Diese Musik ist ein Ersatzfrühling

POP Kitty Solaris hat ihr viertes und bisher bestes Album veröffentlicht. „We stop the dance“ ist wunderbarer Pop, steckt voller Reminiszenzen an die Jugend der Künstlerin und zeigt, wie man richtig zitiert

„Das ist einfach alles in mir drin“, sagt Kirsten Hahn. „Ich habe so viel Musik gehört in meinem Leben“

VON JENS UTHOFF

Mit dem Zitieren ist das so eine Sache. In der Politik kann man über mangelnde Zitierkenntnisse schon mal stolpern, und auch im Pop gelingt es nicht allen so gut wie Madonna, die Abba in „Hung up“ wiederauferstehen lässt, oder Blumfeld, die in „Verstärker“ so was von locker die Smiths eindeutschen.

Manchmal merkt man auch erst, dass man zitiert, während man schon zitiert. „Ich habe die Songzeilen zunächst unbewusst benutzt“, sagt Kirsten Hahn, „mir selbst ist das erst viel später aufgefallen.“ Hahn redet von ihrem Song „Take it easy“, in den elegant ein bekanntes Zitat der britischen 90er-Pop-Band EMF einfließt, mit ganz wunderbarem Gesumme als Präludium: „U-hu-hu-hu-hu-hu-hu / you’re unbelievable“, singt die Künstlerin da – da möchte man doch gleich in eine bessere Vergangenheit fliehen, auf dem Skateboard vielleicht.

Besser bekannt ist Kirsten Hahn, die uns diese Flucht ermöglicht, unter dem Namen Kitty Solaris. Die Berliner Singer-Songwriterin veröffentlicht in diesen Tagen ihr neues Album „We stop the dance“. Die elf Tracks bieten dabei eine gelungene bis großartige Melange aus Indiegitarren und Electronica. Das vierte Album der 43-Jährigen ist das Beste, Zeitgemäßeste bis dato.
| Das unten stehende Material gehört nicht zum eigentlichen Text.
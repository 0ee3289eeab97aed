use wide::{CmpLe as _, f32x4};

use super::{Ray, RayPacket, WorldBox};
use crate::util::simd::{Lanes, PACKET_GROUPS};

impl WorldBox {
    /// Clips the ray's `[tnear, tfar]` interval to the box with a slab test.
    /// Returns false and leaves the ray untouched if the interval becomes empty
    /// or the box is degenerate.
    ///
    /// A slab distance is NaN if the ray lies in the slab's bounding plane and is parallel
    /// to it, such slabs don't restrict the interval.
    pub fn clip_ray(&self, ray: &mut Ray) -> bool {
        if self.is_degenerate() {
            return false;
        }

        let mut near = ray.tnear;
        let mut far = ray.tfar;

        for axis in 0..3 {
            let mut slab_near = (self.min[axis] - ray.origin[axis]) * ray.inv_direction[axis];
            let mut slab_far = (self.max[axis] - ray.origin[axis]) * ray.inv_direction[axis];

            if slab_near > slab_far {
                std::mem::swap(&mut slab_near, &mut slab_far);
            }
            if slab_near.is_nan() || slab_far.is_nan() {
                continue;
            }

            near = near.max(slab_near);
            far = far.min(slab_far);
        }

        if near > far {
            return false;
        }

        ray.tnear = near;
        ray.tfar = far;
        true
    }

    /// Branch free variant of `clip_ray`.
    /// NaN slab distances are filtered by the order of min/max operands.
    pub fn clip_ray_branchless(&self, ray: &mut Ray) -> bool {
        if self.is_degenerate() {
            return false;
        }

        let mut near = ray.tnear;
        let mut far = ray.tfar;

        for axis in 0..3 {
            let l1 = (self.min[axis] - ray.origin[axis]) * ray.inv_direction[axis];
            let l2 = (self.max[axis] - ray.origin[axis]) * ray.inv_direction[axis];

            // f32::max/min return the non-NaN operand
            let slab_near = l1.max(f32::NEG_INFINITY).min(l2.max(f32::NEG_INFINITY));
            let slab_far = l1.min(f32::INFINITY).max(l2.min(f32::INFINITY));

            near = near.max(slab_near);
            far = far.min(slab_far);
        }

        let hit = near <= far;
        ray.tnear = if hit { near } else { ray.tnear };
        ray.tfar = if hit { far } else { ray.tfar };
        hit
    }

    /// SIMD variant of `clip_ray`, all three slabs at once.
    pub fn clip_ray_simd(&self, ray: &mut Ray) -> bool {
        if self.is_degenerate() {
            return false;
        }

        let to_lanes = |x: f32, y: f32, z: f32, pad: f32| f32x4::from([x, y, z, pad]);

        // The padding lane produces (-inf, +inf) and doesn't affect the reduction
        let box_min = to_lanes(self.min.x, self.min.y, self.min.z, f32::NEG_INFINITY);
        let box_max = to_lanes(self.max.x, self.max.y, self.max.z, f32::INFINITY);
        let origin = to_lanes(ray.origin.x, ray.origin.y, ray.origin.z, 0.0);
        let inv_direction = to_lanes(
            ray.inv_direction.x,
            ray.inv_direction.y,
            ray.inv_direction.z,
            1.0,
        );

        let l1 = (box_min - origin) * inv_direction;
        let l2 = (box_max - origin) * inv_direction;

        // `min` and `max` of wide pick the non-NaN operand
        let plus_inf = f32x4::splat(f32::INFINITY);
        let minus_inf = f32x4::splat(f32::NEG_INFINITY);
        let slab_far = l1.min(plus_inf).max(l2.min(plus_inf));
        let slab_near = l1.max(minus_inf).min(l2.max(minus_inf));

        let near = slab_near
            .to_array()
            .into_iter()
            .fold(ray.tnear, |acc, x| acc.max(x));
        let far = slab_far
            .to_array()
            .into_iter()
            .fold(ray.tfar, |acc, x| acc.min(x));

        if near > far {
            return false;
        }
        ray.tnear = near;
        ray.tfar = far;
        true
    }

    /// Clips every active ray of a packet against the box.
    ///
    /// All active rays must share the direction octant given by `dir_signs`, which selects
    /// the near and far slab planes. Intervals of inactive lanes are left untouched.
    /// Returns the lanes that remain active (non-empty interval).
    pub fn clip_packet(&self, packet: &mut RayPacket, dir_signs: &[usize; 3], active: &Lanes) -> Lanes {
        let corners = [self.min, self.max];

        std::array::from_fn::<f32x4, PACKET_GROUPS, _>(|group| {
            let mut near = packet.tnear[group];
            let mut far = packet.tfar[group];

            for (axis, sign) in dir_signs.iter().enumerate() {
                let near_plane = f32x4::splat(corners[*sign][axis]);
                let far_plane = f32x4::splat(corners[1 - *sign][axis]);
                let origin = packet.origin[axis][group];
                let inv_direction = packet.inv_direction[axis][group];

                // Slab distance first, a NaN there selects the running value
                near = ((near_plane - origin) * inv_direction).max(near);
                far = ((far_plane - origin) * inv_direction).min(far);
            }

            let mask = active[group];
            packet.tnear[group] = mask.blend(near, packet.tnear[group]);
            packet.tfar[group] = mask.blend(far, packet.tfar[group]);

            mask & near.cmp_le(far)
        })
    }
}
Locker, leicht und selbstverständlich wirken die Songs – und nicht ohne Grund erscheinen sie zum angeblichen Frühlingsanfang (auch das Cover kommt mit Tulpen und frischem, satten Grün recht frühlingshaft daher).

Kitty Solaris kompiliert gekonnt Versatzstücke aus ihrer eigenen Pop-Sozialisation – und das klingt auf „We stop the dance“ so, als geschehe es beiläufig. „Man entwirft so ein Album nicht am Reißbrett“, sagt Hahn, „das ist einfach alles in mir drin. Ich habe so viel Musik gehört in meinem Leben.“

So heißt dann eine Zeile im Refrain schon mal „The killer in you is the killer in me / I’m in love with a memory“ – der eine oder andere dürfte da nicht nur die Smashing Pumpkins im Ohr haben, von denen der erste Vers stammt, sondern die dazugehörige Liebschaft gleich mit. Hahn verfremdet die Melodien dabei, sodass sie nur entfernt an die Originale erinnern. Die Verfremdung und das beiläufige Einflechten von Versen sorgen dafür, dass man von gelungenem Zitieren sprechen kann und zu keinem Zeitpunkt das Gefühl hat, hier würden Ideen übernommen. Und in Songs wie „Flash and Thunder“ ist man sich wirklich nicht sicher, ob sie da nun Nirvana summt, nachdem sie fragt: „Oh / why do you feel so low?“

Hahn findet das Album „wahnsinnig poppig“, ist aber „happy damit“. Produktionen seien immer ein Abenteuer. Bei den Aufnahmen wurde der Pop-Anteil immer größer, während der Rock-Anteil langsam zurückgeschraubt wurde, erzählt sie. Dennoch brechen auch immer wieder verzerrte Gitarrensounds durch die poppige Oberfläche hindurch.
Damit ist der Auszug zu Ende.